Boom. Ilustración, Revolución francesa, el Terror, que proviene de esta misma Razón y que, como ella, es «justicia inmediata, severa, inflexible; es por tanto una emanación de la virtud», que dijo Robespierre en el discurso del 5 de febrero de 1794 y que seguramente les resultará familiar porque son las primeras líneas recitadas en la particular visión de Napoleón de Ridley Scott. La Razón, de pronto, muestra su cara chunga, pero no pasa nada, precisamente porque tiene cara, es de un ente concreto y mortal, sigue siendo mejor que aquel al que no vemos. Apenas una década después de ese discurso, un muchacho de treinta y siete años llamado George Wilhelm Friedrich Hegel publica un libro titulado Fenomenología del Espíritu, el cual, pasado otro siglo, será analizado por Alexandre Koyré, Alexandre Kojève y George Bataille en busca de indicios sobre el fin de la historia y la abolición del futuro. Estamos ya en los últimos coletazos del siglo XX: Francis Fukuyama se viene arriba y proclama sin pudor el fin de la historia. Y lo fue. Brevemente. Como lo fueron otros períodos históricos en los que la plácida sensación de estabilidad reinó y fue mentira. Duró desde el 9 de noviembre de 1989, con la caída del Muro de Berlín, hasta el 11 de septiembre de 2001, cuando lo atroz y lo extraordinario confabularon para despertarnos de una siesta larga propiciada por un liberalismo que se creía eterno, invicto vencedor. El crac se escuchó en todo el mundo. Occidente se sumió en un «¿qué ha pasao?» colectivo, y en la sensación de intemperie, de incertidumbre, de inseguridad que todavía no hemos sido capaces de reconstruir. Fue un suceso horrible, pero esa fractura en las expectativas de un futuro-repetición-del-presente manifestó otro sentido de la realidad. Lo explicó Žižek en Bienvenidos al desierto de lo real

era antes del hundimiento del World Trade Center cuando vivíamos en nuestra realidad, percibiendo los horrores del Tercer Mundo como algo que no formaba parte de nuestra realidad social, como algo que existía (para nosotros) en una aparición (espectral) en televisión. Y lo que sucedió el 11 de septiembre fue que esa aparición fantasmática entró en nuestra realidad. No se trata de que la realidad entrara en nuestra imagen: la imagen entró y rompió en pedazos nuestra realidad (es decir, las coordenadas simbólicas que determinan nuestra experiencia de la realidad).

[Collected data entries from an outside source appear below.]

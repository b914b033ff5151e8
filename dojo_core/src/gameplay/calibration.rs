use dojo_schema::CALIBRATION_SAMPLES;

use super::resolver::TargetGrid;
use super::stats;

/// Signed distance in ms from `compensated_time` to the nearest click.
pub fn grid_error_ms(grid: &TargetGrid, compensated_time: f64) -> f64 {
    let target = grid.resolve(compensated_time);
    (compensated_time - target.ideal) * 1000.0
}

/// Collects tap errors against the click grid. Errors are measured on
/// compensated time, so a full run yields the correction to the offset
/// already applied.
#[derive(Debug, Clone, Default)]
pub struct CalibrationEstimator {
    samples_ms: Vec<f64>,
}

impl CalibrationEstimator {
    pub fn new() -> Self {
        Self {
            samples_ms: Vec::with_capacity(CALIBRATION_SAMPLES),
        }
    }

    pub fn samples_ms(&self) -> &[f64] {
        &self.samples_ms
    }

    pub fn len(&self) -> usize {
        self.samples_ms.len()
    }

    pub fn is_empty(&self) -> bool {
        self.samples_ms.is_empty()
    }

    pub fn clear(&mut self) {
        self.samples_ms.clear();
    }

    /// Records one error. On the sample that completes the run, returns the
    /// median error and empties the buffer for the next run.
    pub fn push(&mut self, error_ms: f64) -> Option<f64> {
        self.samples_ms.push(error_ms);
        if self.samples_ms.len() < CALIBRATION_SAMPLES {
            return None;
        }
        let median = stats::median(&self.samples_ms);
        self.samples_ms.clear();
        median
    }

    /// Offset after a completed run: the residual median is taken off the
    /// offset it was measured under.
    pub fn refine(current_offset_ms: f64, median_ms: f64) -> f64 {
        current_offset_ms - median_ms
    }
}
use dojo_core::gameplay::calibration::{grid_error_ms, CalibrationEstimator};
use dojo_core::gameplay::resolver::TargetGrid;
use dojo_core::gameplay::stats::median;
use dojo_schema::CALIBRATION_SAMPLES;

fn biased_samples(bias_ms: f64) -> Vec<f64> {
    // Symmetric noise: -9.5, -8.5, ..., 9.5 around the bias.
    (0..CALIBRATION_SAMPLES).map(|i| bias_ms + i as f64 - 9.5).collect()
}

#[test]
fn test_run_reports_median_after_twenty_samples() {
    let mut estimator = CalibrationEstimator::new();
    let samples = biased_samples(40.0);

    for (i, e) in samples.iter().enumerate() {
        let result = estimator.push(*e);
        if i + 1 < CALIBRATION_SAMPLES {
            assert!(result.is_none(), "finished early at sample {}", i + 1);
            assert_eq!(estimator.len(), i + 1);
        } else {
            let median_ms = result.expect("20th sample completes the run");
            assert!((median_ms - 40.0).abs() < 1e-9);
        }
    }
    // Ready for another run without restarting anything.
    assert!(estimator.is_empty());
}

#[test]
fn test_median_of_even_count_averages_middle_pair() {
    assert_eq!(median(&[4.0, 1.0, 3.0, 2.0]), Some(2.5));
    assert_eq!(median(&[5.0, -1.0, 2.0]), Some(2.0));
    assert_eq!(median(&[]), None);
}

#[test]
fn test_single_outlier_moves_median_by_at_most_one_rank() {
    let clean = biased_samples(40.0);
    let mut dirty = clean.clone();
    dirty[0] = 500.0;

    let a = median(&clean).unwrap();
    let b = median(&dirty).unwrap();
    // Adjacent samples are 1ms apart.
    assert!((b - a).abs() <= 1.0 + 1e-9, "{a} -> {b}");
}

#[test]
fn test_grid_error_is_signed_distance_to_nearest_click() {
    let grid = TargetGrid { base: 2.0, interval: 0.6 };
    assert!((grid_error_ms(&grid, 2.64) - 40.0).abs() < 1e-6);
    assert!((grid_error_ms(&grid, 3.17) + 30.0).abs() < 1e-6);
}

#[test]
fn test_refine_removes_residual_from_applied_offset() {
    // First run from no offset: taps 40ms late.
    assert_eq!(CalibrationEstimator::refine(0.0, 40.0), -40.0);
    // Already compensated: a dead-on run keeps the offset.
    assert_eq!(CalibrationEstimator::refine(-40.0, 0.0), -40.0);
    // Residual 5ms early under -40: move back toward zero.
    assert_eq!(CalibrationEstimator::refine(-40.0, -5.0), -35.0);
}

Dicha explosión (junto con sus subsiguientes ecos siniestros) también hizo añicos a la Razón, exponiendo su cualidad de cogito quebrado, o herido, como una vez lo designase Ricoeur. Vulnerado y vulnerable. ¿Por qué? Porque nos atravesó la constatación de que no podíamos anticipar, ni tampoco controlar, el horizonte de lo posible, el cual creíamos acotado bajo una cúpula de cemento, hormigón, aglomeración humana y capital todopoderoso. Porque, pese a tener noticias del terrorismo en el ámbito nacional, con unas reivindicaciones políticas manifiestas, aquello era otra cosa, era algo que no se entendía (o ciertas potencias no querían que entendiésemos), un enemigo con mil rostros, y uno, deshumanizado, sin racionalidad: el Mal. Y el mal, aparentemente, ni tiene ni atiende a razones; sin embargo, se constituye en un puro aparecer que requiere infatigablemente su narración para ser asimilado, esperando así superar el pasmo, recomponer el (buen) sentido.

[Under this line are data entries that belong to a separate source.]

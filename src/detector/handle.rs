//! Caller-side handles to registered expectations.

use super::registry::RegistryShared;
use crate::types::{
    Cancellable, ExpectationId, ExpectationKind, ExpectationState, Phase, PhaseCell,
};
use core::fmt;
use std::sync::{Arc, Weak};

/// State shared by an expectation's handle, its scheduled check and the registry.
#[derive(Debug)]
pub(crate) struct ExpectationCell {
    pub(crate) id: ExpectationId,
    pub(crate) kind: ExpectationKind,
    /// Registry epoch at registration; a reset makes the cell stale.
    pub(crate) epoch: u64,
    pub(crate) phase: PhaseCell,
}

impl ExpectationCell {
    pub(crate) fn new(id: ExpectationId, kind: ExpectationKind, epoch: u64) -> Self {
        Self {
            id,
            kind,
            epoch,
            phase: PhaseCell::new(),
        }
    }

    pub(crate) fn state(&self) -> ExpectationState {
        match self.phase.get() {
            Phase::Pending | Phase::Running => ExpectationState::Pending,
            Phase::Completed => ExpectationState::Fulfilled,
            Phase::Failed => ExpectationState::Violated,
            Phase::Cancelled => ExpectationState::Cancelled,
        }
    }
}

/// Handle to one registered expectation.
///
/// Dropping the handle leaves the expectation running. Use
/// [`cancel`](Cancellable::cancel), or [`cancel_on_drop`](Self::cancel_on_drop)
/// to tie the expectation to a scope.
#[derive(Clone)]
pub struct ExpectationHandle {
    pub(crate) cell: Arc<ExpectationCell>,
    pub(crate) registry: Weak<RegistryShared>,
}

impl ExpectationHandle {
    /// A handle for an expectation that was satisfied at registration.
    pub(crate) fn resolved(id: ExpectationId, kind: ExpectationKind) -> Self {
        let cell = ExpectationCell::new(id, kind, 0);
        if cell.phase.claim() {
            cell.phase.finish(Phase::Completed);
        }
        Self {
            cell: Arc::new(cell),
            registry: Weak::new(),
        }
    }

    /// The expectation's id.
    #[must_use]
    pub fn id(&self) -> ExpectationId {
        self.cell.id
    }

    /// What the expectation asserts.
    #[must_use]
    pub fn kind(&self) -> ExpectationKind {
        self.cell.kind
    }

    /// Current lifecycle state.
    #[must_use]
    pub fn state(&self) -> ExpectationState {
        self.cell.state()
    }

    /// Returns true once the expectation is fulfilled, violated or cancelled.
    #[must_use]
    pub fn is_resolved(&self) -> bool {
        self.state().is_terminal()
    }

    /// Wraps the handle in a guard that cancels the expectation when dropped.
    #[must_use = "dropping the guard cancels the expectation immediately"]
    pub fn cancel_on_drop(self) -> ExpectationGuard {
        ExpectationGuard {
            handle: self,
            armed: true,
        }
    }
}

impl Cancellable for ExpectationHandle {
    /// Cancels a pending expectation: no check runs, no report is produced
    /// and the pending count drops by one.
    ///
    /// Returns false if the expectation already resolved or was cancelled.
    fn cancel(&self) -> bool {
        if !self.cell.phase.cancel() {
            return false;
        }
        if let Some(registry) = self.registry.upgrade() {
            registry.on_cancel(&self.cell);
        }
        true
    }

    fn is_cancelled(&self) -> bool {
        self.cell.phase.get() == Phase::Cancelled
    }
}

impl fmt::Debug for ExpectationHandle {
    fn fmt(&self, f: &mut fmt::Formatter<'_>) -> fmt::Result {
        f.debug_struct("ExpectationHandle")
            .field("id", &self.cell.id)
            .field("kind", &self.cell.kind)
            .field("state", &self.cell.state())
            .finish()
    }
}

/// Cancels its expectation when dropped, unless disarmed.
#[derive(Debug)]
pub struct ExpectationGuard {
    handle: ExpectationHandle,
    armed: bool,
}

impl ExpectationGuard {
    /// The guarded handle.
    #[must_use]
    pub fn handle(&self) -> &ExpectationHandle {
        &self.handle
    }

    /// Releases the expectation from the guard; it keeps running.
    #[must_use]
    pub fn disarm(mut self) -> ExpectationHandle {
        self.armed = false;
        self.handle.clone()
    }
}

impl Drop for ExpectationGuard {
    fn drop(&mut self) {
        if self.armed {
            let _ = self.handle.cancel();
        }
    }
}
//! Test helpers shared by unit and integration tests.
//!
//! - tracing-based logging initialization
//! - phase/section macros for readable test output
//! - a logging assertion macro
//!
//! ```
//! use leakwatch::test_utils::init_test_logging;
//!
//! init_test_logging();
//! leakwatch::test_phase!("doc example");
//! leakwatch::assert_with_log!(1 + 1 == 2, "arithmetic", 2, 1 + 1);
//! leakwatch::test_complete!("doc example");
//! ```

use std::sync::Once;
use tracing_subscriber::EnvFilter;
use tracing_subscriber::fmt::format::FmtSpan;

static INIT_LOGGING: Once = Once::new();

/// Initializes trace-level test logging. Safe to call repeatedly.
///
/// `RUST_LOG` overrides the level when set.
pub fn init_test_logging() {
    init_test_logging_with_level(tracing::Level::TRACE);
}

/// Initializes test logging at `level`. The first call wins.
pub fn init_test_logging_with_level(level: tracing::Level) {
    INIT_LOGGING.call_once(|| {
        let filter = EnvFilter::try_from_default_env()
            .unwrap_or_else(|_| EnvFilter::new(level.as_str().to_ascii_lowercase()));
        let _ = tracing_subscriber::fmt()
            .with_env_filter(filter)
            .with_test_writer()
            .with_file(true)
            .with_line_number(true)
            .with_target(true)
            .with_thread_ids(true)
            .with_span_events(FmtSpan::CLOSE)
            .with_ansi(false)
            .try_init();
    });
}

/// Log a test phase transition with a visual separator.
#[macro_export]
macro_rules! test_phase {
    ($name:expr) => {
        tracing::info!(phase = %$name, "========================================");
        tracing::info!(phase = %$name, "TEST PHASE: {}", $name);
        tracing::info!(phase = %$name, "========================================");
    };
}

/// Log a section within a test phase.
#[macro_export]
macro_rules! test_section {
    ($name:expr) => {
        tracing::debug!(section = %$name, "--- {} ---", $name);
    };
}

/// Log test completion with summary.
#[macro_export]
macro_rules! test_complete {
    ($name:expr) => {
        tracing::info!(test = %$name, "test completed successfully: {}", $name);
    };
    ($name:expr, $($key:ident = $value:expr),* $(,)?) => {
        tracing::info!(
            test = %$name,
            $($key = %$value,)*
            "test completed successfully: {}",
            $name
        );
    };
}

/// Log before assertions for context.
#[macro_export]
macro_rules! assert_with_log {
    ($cond:expr, $msg:expr, $expected:expr, $actual:expr) => {
        tracing::debug!(
            expected = ?$expected,
            actual = ?$actual,
            "Asserting: {}",
            $msg
        );
        assert!($cond, "{}: expected {:?}, got {:?}", $msg, $expected, $actual);
    };
}
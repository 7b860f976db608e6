//! Value streams used for status and leak-report observation.

mod stream;
pub mod subscription;

pub use stream::{Next, Stream, StreamExt};
pub use subscription::{Publisher, Subscription};
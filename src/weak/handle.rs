//! Non-owning handle to a tracked object.

use crate::types::ObjectId;
use core::fmt;
use std::any::{Any, type_name};
use std::hash::{Hash, Hasher};
use std::sync::{Arc, Weak};

/// A weak reference to an `Arc`-managed object, carrying its identity.
///
/// Holding a `WeakHandle` never keeps the referent alive. The handle is bound
/// to one allocation for its whole life; it becomes empty as soon as the last
/// strong reference is dropped and is never re-targeted.
///
/// # Example
///
/// ```
/// use leakwatch::weak::WeakHandle;
/// use std::sync::Arc;
///
/// let object = Arc::new(5_u32);
/// let handle = WeakHandle::wrap(&object);
/// assert!(handle.contains(&object));
///
/// drop(object);
/// assert!(handle.get().is_none());
/// ```
pub struct WeakHandle<T: ?Sized> {
    weak: Weak<T>,
    id: ObjectId,
    label: Arc<str>,
}

impl<T: ?Sized> WeakHandle<T> {
    /// Wraps `object` without affecting its lifetime.
    #[must_use]
    pub fn wrap(object: &Arc<T>) -> Self {
        let id = ObjectId::of(object);
        Self {
            weak: Arc::downgrade(object),
            id,
            label: format!("<{}: {id}>", type_name::<T>()).into(),
        }
    }

    /// Returns the referent if it is still alive.
    ///
    /// The result is a fresh snapshot on every call. The returned `Arc` is a
    /// real strong reference, so drop it promptly when checking for leaks.
    #[must_use]
    pub fn get(&self) -> Option<Arc<T>> {
        self.weak.upgrade()
    }

    /// Returns true while at least one strong reference exists.
    ///
    /// Unlike [`get`](Self::get), this never creates a strong reference.
    #[must_use]
    pub fn is_alive(&self) -> bool {
        self.weak.strong_count() > 0
    }

    /// Returns true once the referent has been dropped.
    #[must_use]
    pub fn is_gone(&self) -> bool {
        !self.is_alive()
    }

    /// Identity check: true if `object` is this handle's live referent.
    #[must_use]
    pub fn contains(&self, object: &Arc<T>) -> bool {
        self.is_alive() && ObjectId::of(object) == self.id
    }

    /// Returns the identity of the tracked allocation.
    #[must_use]
    pub fn id(&self) -> ObjectId {
        self.id
    }

    /// Returns the diagnostic label, `<type: address>`.
    #[must_use]
    pub fn label(&self) -> &str {
        &self.label
    }

    /// Converts the inner `Weak`, typically an unsizing cast, keeping identity
    /// and label.
    pub(crate) fn map_weak<U: ?Sized>(self, f: impl FnOnce(Weak<T>) -> Weak<U>) -> WeakHandle<U> {
        WeakHandle {
            weak: f(self.weak),
            id: self.id,
            label: self.label,
        }
    }
}

impl<T: Any + Send + Sync> WeakHandle<T> {
    /// Erases the referent type so heterogeneous handles can share a collection.
    ///
    /// Identity and label are preserved.
    #[must_use]
    pub fn erase(self) -> WeakHandle<dyn Any + Send + Sync> {
        self.map_weak(|weak| weak as Weak<dyn Any + Send + Sync>)
    }
}

impl<T: ?Sized> Clone for WeakHandle<T> {
    fn clone(&self) -> Self {
        Self {
            weak: Weak::clone(&self.weak),
            id: self.id,
            label: Arc::clone(&self.label),
        }
    }
}

impl<T: ?Sized> PartialEq for WeakHandle<T> {
    fn eq(&self, other: &Self) -> bool {
        self.id == other.id
    }
}

impl<T: ?Sized> Eq for WeakHandle<T> {}

impl<T: ?Sized> Hash for WeakHandle<T> {
    fn hash<H: Hasher>(&self, state: &mut H) {
        self.id.hash(state);
    }
}

impl<T: ?Sized> fmt::Debug for WeakHandle<T> {
    fn fmt(&self, f: &mut fmt::Formatter<'_>) -> fmt::Result {
        f.debug_struct("WeakHandle")
            .field("id", &self.id)
            .field("alive", &self.is_alive())
            .finish()
    }
}

impl<T: ?Sized> fmt::Display for WeakHandle<T> {
    fn fmt(&self, f: &mut fmt::Formatter<'_>) -> fmt::Result {
        if self.is_alive() {
            f.write_str(&self.label)
        } else {
            write!(f, "<released {}>", type_name::<T>())
        }
    }
}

¿Saben qué pasó casi al par que los telediarios repetían una y otra vez el impacto de los aviones contra las Torres Gemelas? Sí, la declaración de guerra estadounidense, la invocación al artículo 5 del Tratado del Atlántico Norte por parte de la OTAN, la «Operación Libertad Duradera», ¿y…? Correcto. Una multitud de titulares hablando de milagros: el hombre que sobrevivió dentro de un ascensor de la Torre Norte, el que «fue guiado por una presencia [angelical] que le indicó la ruta exacta por la que podría escapar» en la Torre Sur, las escaleras que se mantuvieron intactas, los bomberos que sobrevivieron tras cuatro horas atrapados entre escombros y que, además, rescataron a una mujer, y múltiples casos de personas, grupos enteros (como la banda de la Esperanza de Triana), salvadas por haberse quedado dormidas antes de acudir a las Torres. 

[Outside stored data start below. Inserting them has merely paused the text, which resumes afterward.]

//! Detector configuration.
//!
//! # Precedence
//!
//! Highest first:
//!
//! 1. **Programmatic**: builder setters called on a [`DetectorConfig`]
//! 2. **Environment**: `LEAKWATCH_*` variables via [`DetectorConfig::apply_env_overrides`]
//! 3. **Config file**: TOML via [`DetectorConfig::from_toml_str`] (feature `config-file`)
//! 4. **Defaults**: [`DetectorConfig::default`]
//!
//! Apply the layers bottom-up: load the file, apply the environment, then call
//! setters.
//!
//! # Environment variables
//!
//! | Variable | Type | Maps to |
//! |----------|------|---------|
//! | `LEAKWATCH_ENABLED` | `bool` | `enabled` |
//! | `LEAKWATCH_DEALLOCATION_TIMEOUT_MS` | `u64` | `deallocation_timeout` |
//! | `LEAKWATCH_VIEW_TIMEOUT_MS` | `u64` | `view_disappear_timeout` |
//! | `LEAKWATCH_MAX_TICK_MS` | `u64` | `max_tick` |

use crate::error::ConfigError;
use crate::time::{DEFAULT_MAX_TICK, MIN_MAX_TICK};
use std::time::Duration;

/// Environment variable toggling fatal leak assertions.
pub const ENV_ENABLED: &str = "LEAKWATCH_ENABLED";
/// Environment variable for the default deallocation timeout, in milliseconds.
pub const ENV_DEALLOCATION_TIMEOUT_MS: &str = "LEAKWATCH_DEALLOCATION_TIMEOUT_MS";
/// Environment variable for the default view-disappearance timeout, in milliseconds.
pub const ENV_VIEW_TIMEOUT_MS: &str = "LEAKWATCH_VIEW_TIMEOUT_MS";
/// Environment variable for the scheduler's per-tick cap, in milliseconds.
pub const ENV_MAX_TICK_MS: &str = "LEAKWATCH_MAX_TICK_MS";

/// Default timeout for deallocation expectations.
pub const DEFAULT_DEALLOCATION_TIMEOUT: Duration = Duration::from_secs(1);
/// Default timeout for view-disappearance expectations.
pub const DEFAULT_VIEW_DISAPPEAR_TIMEOUT: Duration = Duration::from_secs(3);

/// Settings for a [`LeakDetector`](crate::detector::LeakDetector).
#[derive(Debug, Clone, PartialEq, Eq)]
pub struct DetectorConfig {
    /// Whether a violation panics. When false, violations are logged and
    /// published as leak reports instead.
    pub enabled: bool,
    /// Timeout used by `expect_deallocate` and `expect_deallocate_all`.
    pub deallocation_timeout: Duration,
    /// Timeout used by `expect_view_disappeared`.
    pub view_disappear_timeout: Duration,
    /// Cap on elapsed time counted per scheduler tick.
    pub max_tick: Duration,
}

impl Default for DetectorConfig {
    fn default() -> Self {
        Self {
            enabled: false,
            deallocation_timeout: DEFAULT_DEALLOCATION_TIMEOUT,
            view_disappear_timeout: DEFAULT_VIEW_DISAPPEAR_TIMEOUT,
            max_tick: DEFAULT_MAX_TICK,
        }
    }
}

impl DetectorConfig {
    /// Sets whether violations are fatal.
    #[must_use]
    pub const fn enabled(mut self, enabled: bool) -> Self {
        self.enabled = enabled;
        self
    }

    /// Sets the default deallocation timeout.
    #[must_use]
    pub const fn deallocation_timeout(mut self, timeout: Duration) -> Self {
        self.deallocation_timeout = timeout;
        self
    }

    /// Sets the default view-disappearance timeout.
    #[must_use]
    pub const fn view_disappear_timeout(mut self, timeout: Duration) -> Self {
        self.view_disappear_timeout = timeout;
        self
    }

    /// Sets the per-tick cap.
    #[must_use]
    pub const fn max_tick(mut self, max_tick: Duration) -> Self {
        self.max_tick = max_tick;
        self
    }

    /// Checks that the configuration is usable.
    pub fn validate(&self) -> Result<(), ConfigError> {
        if self.max_tick < MIN_MAX_TICK {
            return Err(ConfigError::MaxTickTooSmall {
                min: MIN_MAX_TICK,
                actual: self.max_tick,
            });
        }
        Ok(())
    }

    /// Defaults overlaid with the process environment, validated.
    pub fn from_env() -> Result<Self, ConfigError> {
        let mut config = Self::default();
        config.apply_env_overrides()?;
        config.validate()?;
        Ok(config)
    }

    /// Overrides fields from `LEAKWATCH_*` variables that are set.
    ///
    /// Unset variables leave the field alone; a set but unparseable variable
    /// is an error and leaves the config partially updated.
    pub fn apply_env_overrides(&mut self) -> Result<(), ConfigError> {
        self.apply_overrides_from(|name| std::env::var(name).ok())
    }

    /// Like [`apply_env_overrides`](Self::apply_env_overrides), reading
    /// variables through `lookup`.
    pub fn apply_overrides_from<F>(&mut self, lookup: F) -> Result<(), ConfigError>
    where
        F: Fn(&str) -> Option<String>,
    {
        if let Some(val) = lookup(ENV_ENABLED) {
            self.enabled = parse_bool(ENV_ENABLED, &val)?;
        }
        if let Some(val) = lookup(ENV_DEALLOCATION_TIMEOUT_MS) {
            self.deallocation_timeout = parse_millis(ENV_DEALLOCATION_TIMEOUT_MS, &val)?;
        }
        if let Some(val) = lookup(ENV_VIEW_TIMEOUT_MS) {
            self.view_disappear_timeout = parse_millis(ENV_VIEW_TIMEOUT_MS, &val)?;
        }
        if let Some(val) = lookup(ENV_MAX_TICK_MS) {
            self.max_tick = parse_millis(ENV_MAX_TICK_MS, &val)?;
        }
        Ok(())
    }
}

fn parse_millis(var: &'static str, val: &str) -> Result<Duration, ConfigError> {
    val.trim()
        .parse::<u64>()
        .map(Duration::from_millis)
        .map_err(|_| ConfigError::InvalidEnv {
            var,
            value: val.to_owned(),
            expected: "milliseconds as an unsigned integer",
        })
}

fn parse_bool(var: &'static str, val: &str) -> Result<bool, ConfigError> {
    match val.trim().to_ascii_lowercase().as_str() {
        "true" | "1" | "yes" | "on" => Ok(true),
        "false" | "0" | "no" | "off" => Ok(false),
        _ => Err(ConfigError::InvalidEnv {
            var,
            value: val.to_owned(),
            expected: "bool (true/false/1/0/yes/no/on/off)",
        }),
    }
}

// =========================================================================
// TOML config file support (feature-gated)
// =========================================================================

/// TOML layout of a detector config. Every key is optional.
///
/// ```toml
/// enabled = true
/// deallocation_timeout_ms = 1000
/// view_disappear_timeout_ms = 3000
/// max_tick_ms = 33
/// ```
#[cfg(feature = "config-file")]
#[derive(serde::Deserialize, Default, Debug)]
#[serde(deny_unknown_fields)]
pub struct DetectorToml {
    /// Whether violations are fatal.
    pub enabled: Option<bool>,
    /// Deallocation timeout in milliseconds.
    pub deallocation_timeout_ms: Option<u64>,
    /// View-disappearance timeout in milliseconds.
    pub view_disappear_timeout_ms: Option<u64>,
    /// Per-tick cap in milliseconds.
    pub max_tick_ms: Option<u64>,
}

#[cfg(feature = "config-file")]
impl DetectorConfig {
    /// Defaults overlaid with a TOML document, validated.
    pub fn from_toml_str(toml_str: &str) -> Result<Self, ConfigError> {
        let file: DetectorToml = toml::from_str(toml_str)?;
        let mut config = Self::default();
        config.apply_toml(&file);
        config.validate()?;
        Ok(config)
    }

    /// Reads and parses a TOML file; see [`from_toml_str`](Self::from_toml_str).
    pub fn from_toml_file(path: &std::path::Path) -> Result<Self, ConfigError> {
        let content = std::fs::read_to_string(path).map_err(|source| ConfigError::Io {
            path: path.to_path_buf(),
            source,
        })?;
        Self::from_toml_str(&content)
    }

    /// Overrides the fields present in `file`.
    pub fn apply_toml(&mut self, file: &DetectorToml) {
        if let Some(enabled) = file.enabled {
            self.enabled = enabled;
        }
        if let Some(ms) = file.deallocation_timeout_ms {
            self.deallocation_timeout = Duration::from_millis(ms);
        }
        if let Some(ms) = file.view_disappear_timeout_ms {
            self.view_disappear_timeout = Duration::from_millis(ms);
        }
        if let Some(ms) = file.max_tick_ms {
            self.max_tick = Duration::from_millis(ms);
        }
    }
}

#[cfg(test)]
mod tests {
    use super::*;
    use std::collections::HashMap;

    fn init_test(name: &str) {
        crate::test_utils::init_test_logging();
        crate::test_phase!(name);
    }

    fn lookup(vars: &[(&str, &str)]) -> impl Fn(&str) -> Option<String> {
        let map: HashMap<String, String> = vars
            .iter()
            .map(|(k, v)| ((*k).to_owned(), (*v).to_owned()))
            .collect();
        move |name| map.get(name).cloned()
    }

    #[test]
    fn defaults_match_documented_values() {
        init_test("defaults_match_documented_values");
        let config = DetectorConfig::default();
        assert!(!config.enabled);
        assert_eq!(config.deallocation_timeout, Duration::from_secs(1));
        assert_eq!(config.view_disappear_timeout, Duration::from_secs(3));
        assert_eq!(config.max_tick, Duration::from_millis(33));
        assert!(config.validate().is_ok());
        crate::test_complete!("defaults_match_documented_values");
    }

    #[test]
    fn setters_override_fields() {
        init_test("setters_override_fields");
        let config = DetectorConfig::default()
            .enabled(true)
            .deallocation_timeout(Duration::from_millis(250))
            .view_disappear_timeout(Duration::from_millis(500))
            .max_tick(Duration::from_millis(16));
        assert!(config.enabled);
        assert_eq!(config.deallocation_timeout, Duration::from_millis(250));
        assert_eq!(config.view_disappear_timeout, Duration::from_millis(500));
        assert_eq!(config.max_tick, Duration::from_millis(16));
        crate::test_complete!("setters_override_fields");
    }

    #[test]
    fn validate_rejects_tiny_max_tick() {
        init_test("validate_rejects_tiny_max_tick");
        let err = DetectorConfig::default()
            .max_tick(Duration::from_millis(2))
            .validate()
            .expect_err("2ms is below the minimum");
        assert!(matches!(err, ConfigError::MaxTickTooSmall { .. }));
        crate::test_complete!("validate_rejects_tiny_max_tick");
    }

    #[test]
    fn env_overrides_apply_set_variables_only() {
        init_test("env_overrides_apply_set_variables_only");
        let mut config = DetectorConfig::default();
        config
            .apply_overrides_from(lookup(&[
                (ENV_ENABLED, "yes"),
                (ENV_DEALLOCATION_TIMEOUT_MS, " 1500 "),
            ]))
            .expect("valid overrides");
        assert!(config.enabled);
        assert_eq!(config.deallocation_timeout, Duration::from_millis(1500));
        assert_eq!(config.view_disappear_timeout, DEFAULT_VIEW_DISAPPEAR_TIMEOUT);
        assert_eq!(config.max_tick, DEFAULT_MAX_TICK);
        crate::test_complete!("env_overrides_apply_set_variables_only");
    }

    #[test]
    fn env_overrides_cover_every_variable() {
        init_test("env_overrides_cover_every_variable");
        let mut config = DetectorConfig::default().enabled(true);
        config
            .apply_overrides_from(lookup(&[
                (ENV_ENABLED, "off"),
                (ENV_DEALLOCATION_TIMEOUT_MS, "10"),
                (ENV_VIEW_TIMEOUT_MS, "20"),
                (ENV_MAX_TICK_MS, "30"),
            ]))
            .expect("valid overrides");
        assert_eq!(
            config,
            DetectorConfig {
                enabled: false,
                deallocation_timeout: Duration::from_millis(10),
                view_disappear_timeout: Duration::from_millis(20),
                max_tick: Duration::from_millis(30),
            }
        );
        crate::test_complete!("env_overrides_cover_every_variable");
    }

    #[test]
    fn env_overrides_reject_garbage() {
        init_test("env_overrides_reject_garbage");
        let mut config = DetectorConfig::default();
        let err = config
            .apply_overrides_from(lookup(&[(ENV_ENABLED, "maybe")]))
            .expect_err("not a bool");
        assert!(matches!(err, ConfigError::InvalidEnv { var: ENV_ENABLED, .. }));

        let err = config
            .apply_overrides_from(lookup(&[(ENV_MAX_TICK_MS, "-5")]))
            .expect_err("not unsigned");
        assert!(err.to_string().contains(ENV_MAX_TICK_MS));
        crate::test_complete!("env_overrides_reject_garbage");
    }

    #[test]
    fn parse_bool_accepts_common_spellings() {
        for truthy in ["true", "TRUE", "1", "yes", "On"] {
            assert!(parse_bool(ENV_ENABLED, truthy).expect("truthy"));
        }
        for falsy in ["false", "0", "no", "OFF"] {
            assert!(!parse_bool(ENV_ENABLED, falsy).expect("falsy"));
        }
    }

    #[cfg(feature = "config-file")]
    #[test]
    fn toml_partial_document_keeps_defaults() {
        init_test("toml_partial_document_keeps_defaults");
        let config = DetectorConfig::from_toml_str("enabled = true\nmax_tick_ms = 16\n")
            .expect("valid toml");
        assert!(config.enabled);
        assert_eq!(config.max_tick, Duration::from_millis(16));
        assert_eq!(config.deallocation_timeout, DEFAULT_DEALLOCATION_TIMEOUT);
        crate::test_complete!("toml_partial_document_keeps_defaults");
    }

    #[cfg(feature = "config-file")]
    #[test]
    fn toml_rejects_unknown_keys_and_bad_values() {
        init_test("toml_rejects_unknown_keys_and_bad_values");
        let err = DetectorConfig::from_toml_str("enable = true").expect_err("typo");
        assert!(matches!(err, ConfigError::Toml(_)));

        let err = DetectorConfig::from_toml_str("max_tick_ms = 1").expect_err("too small");
        assert!(matches!(err, ConfigError::MaxTickTooSmall { .. }));
        crate::test_complete!("toml_rejects_unknown_keys_and_bad_values");
    }

    #[cfg(feature = "config-file")]
    #[test]
    fn toml_file_missing_is_io_error() {
        init_test("toml_file_missing_is_io_error");
        let err = DetectorConfig::from_toml_file(std::path::Path::new(
            "/nonexistent/leakwatch/config.toml",
        ))
        .expect_err("missing file");
        assert!(matches!(err, ConfigError::Io { .. }));
        crate::test_complete!("toml_file_missing_is_io_error");
    }
}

Lo más urgente, una vez aplacado el fuego, era recuperar el «privilegio de los más fuertes», la categoría de sujetos exaltados que llevábamos ostentando toda la historia, humillados después del estruendo. Quedó abierta la veda para justificar una nueva fuerza bruta y una fe que diseminaba a la Razón —otra vez— en razones inescrutables, provenientes de un algo más grande, más sabio, más seguro, que pusiese orden y nos protegiese (a los de este lado del mapa, claro). Y, como pocas cosas hay más grandes y desconocidas que el Universo, se volcaron ahí muchas de las esperanzas, agenciándole un don supremo de la oportunidad (divine timing, lo llaman), una bondad supina, una atención descomunal a los deseos de cada una de sus criaturas, las cuales volvíamos a estar en el centro.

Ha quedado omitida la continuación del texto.